===== PROVIDED INFORMATION =====

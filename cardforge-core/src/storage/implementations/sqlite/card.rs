//! SQLite implementation of CardStore

use anyhow::Result;
use async_trait::async_trait;
use rusqlite::{Connection, OptionalExtension, params};
use serde_json::Value;

use super::{SqliteStore, json_column_error};
use crate::storage::helper::unix_timestamp;
use crate::storage::ids::CardId;
use crate::storage::traits::CardStore;
use crate::storage::types::{Card, CardSpec, Editable, Stored, StoredCard};

pub(crate) fn init_schema(conn: &Connection) -> Result<()> {
    conn.execute_batch(
        r#"
        CREATE TABLE IF NOT EXISTS cards (
            id TEXT PRIMARY KEY,
            name TEXT NOT NULL,
            spec TEXT NOT NULL,
            data TEXT NOT NULL,
            actor_count INTEGER NOT NULL DEFAULT 0,
            created_at INTEGER NOT NULL,
            updated_at INTEGER NOT NULL
        );
        "#,
    )?;
    Ok(())
}

#[async_trait]
impl CardStore for SqliteStore {
    async fn create_card(&self, card: Card) -> Result<CardId> {
        let conn = self.conn()?;
        let id = CardId::new();
        let now = unix_timestamp();

        conn.execute(
            "INSERT INTO cards (id, name, spec, data, actor_count, created_at, updated_at)
             VALUES (?1, ?2, ?3, ?4, ?5, ?6, ?6)",
            params![
                id,
                card.name,
                card.spec.to_string(),
                serde_json::to_string(&card.data)?,
                card.actor_count,
                now
            ],
        )?;

        Ok(id)
    }

    async fn get_card(&self, id: &CardId) -> Result<Option<StoredCard>> {
        let conn = self.conn()?;
        let card = conn
            .query_row(
                "SELECT name, spec, data, actor_count, created_at, updated_at
                 FROM cards WHERE id = ?1",
                params![id],
                |row| {
                    let spec: String = row.get(1)?;
                    let data: String = row.get(2)?;
                    let data: Value =
                        serde_json::from_str(&data).map_err(|e| json_column_error(2, e))?;
                    let card = Card {
                        name: row.get(0)?,
                        spec: spec.parse().unwrap_or(CardSpec::Other(spec)),
                        data,
                        actor_count: row.get(3)?,
                    };
                    Ok(Stored::new(
                        id.clone(),
                        Editable::new(card, row.get(5)?),
                        row.get(4)?,
                    ))
                },
            )
            .optional()?;
        Ok(card)
    }

    async fn update_card_data(&self, id: &CardId, data: Value) -> Result<bool> {
        let conn = self.conn()?;
        let updated = conn.execute(
            "UPDATE cards SET data = ?2, updated_at = ?3 WHERE id = ?1",
            params![id, serde_json::to_string(&data)?, unix_timestamp()],
        )?;
        Ok(updated > 0)
    }

    async fn delete_card(&self, id: &CardId) -> Result<bool> {
        let conn = self.conn()?;
        let deleted = conn.execute("DELETE FROM cards WHERE id = ?1", params![id])?;
        Ok(deleted > 0)
    }
}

=====

_EXERCISE OBJECTIVE_: Using the same words as the original, repeat the records above.

_SOLUTION_:
filename cardforge-core/src/storage/implementations/sqlite/card.rs
//! SQLite implementation of CardStore

use anyhow::Result;
use async_trait::async_trait;
use rusqlite::{Connection, OptionalExtension, params};
use serde_json::Value;

use super::{SqliteStore, json_column_error};
use crate::storage::helper::unix_timestamp;
use crate::storage::ids::CardId;
use crate::storage::traits::CardStore;
use crate::storage::types::{Card, CardSpec, Editable, Stored, StoredCard};

pub(crate) fn init_schema(conn: &Connection) -> Result<()> {
    conn.execute_batch(
        r#"
        CREATE TABLE IF NOT EXISTS cards (
            id TEXT PRIMARY KEY,
            name TEXT NOT NULL,
            spec TEXT NOT NULL,
            data TEXT NOT NULL,
            actor_count INTEGER NOT NULL DEFAULT 0,
            created_at INTEGER NOT NULL,
            updated_at INTEGER NOT NULL
        );
        "#,
    )?;
    Ok(())
}

#[async_trait]
impl CardStore for SqliteStore {
    async fn create_card(&self, card: Card) -> Result<CardId> {
        let conn = self.conn()?;
        let id = CardId::new();
        let now = unix_timestamp();

        conn.execute(
            "INSERT INTO cards (id, name, spec, data, actor_count, created_at, updated_at)
             VALUES (?1, ?2, ?3, ?4, ?5, ?6, ?6)",
            params![
                id,
                card.name,
                card.spec.to_string(),
                serde_json::to_string(&card.data)?,
                card.actor_count,
                now
            ],
        )?;

        Ok(id)
    }

    async fn get_card(&self, id: &CardId) -> Result<Option<StoredCard>> {
        let conn = self.conn()?;
        let card = conn
            .query_row(
                "SELECT name, spec, data, actor_count, created_at, updated_at
                 FROM cards WHERE id = ?1",
                params![id],
                |row| {
                    let spec: String = row.get(1)?;
                    let data: String = row.get(2)?;
                    let data: Value =
                        serde_json::from_str(&data).map_err(|e| json_column_error(2, e))?;
                    let card = Card {
                        name: row.get(0)?,
                        spec: spec.parse().unwrap_or(CardSpec::Other(spec)),
                        data,
                        actor_count: row.get(3)?,
                    };
                    Ok(Stored::new(
                        id.clone(),
                        Editable::new(card, row.get(5)?),
                        row.get(4)?,
                    ))
                },
            )
            .optional()?;
        Ok(card)
    }

    async fn update_card_data(&self, id: &CardId, data: Value) -> Result<bool> {
        let conn = self.conn()?;
        let updated = conn.execute(
            "UPDATE cards SET data = ?2, updated_at = ?3 WHERE id = ?1",
            params![id, serde_json::to_string(&data)?, unix_timestamp()],
        )?;
        Ok(updated > 0)
    }

    async fn delete_card(&self, id: &CardId) -> Result<bool> {
        let conn = self.conn()?;
        let deleted = conn.execute("DELETE FROM cards WHERE id = ?1", params![id])?;
        Ok(deleted > 0)
    }
}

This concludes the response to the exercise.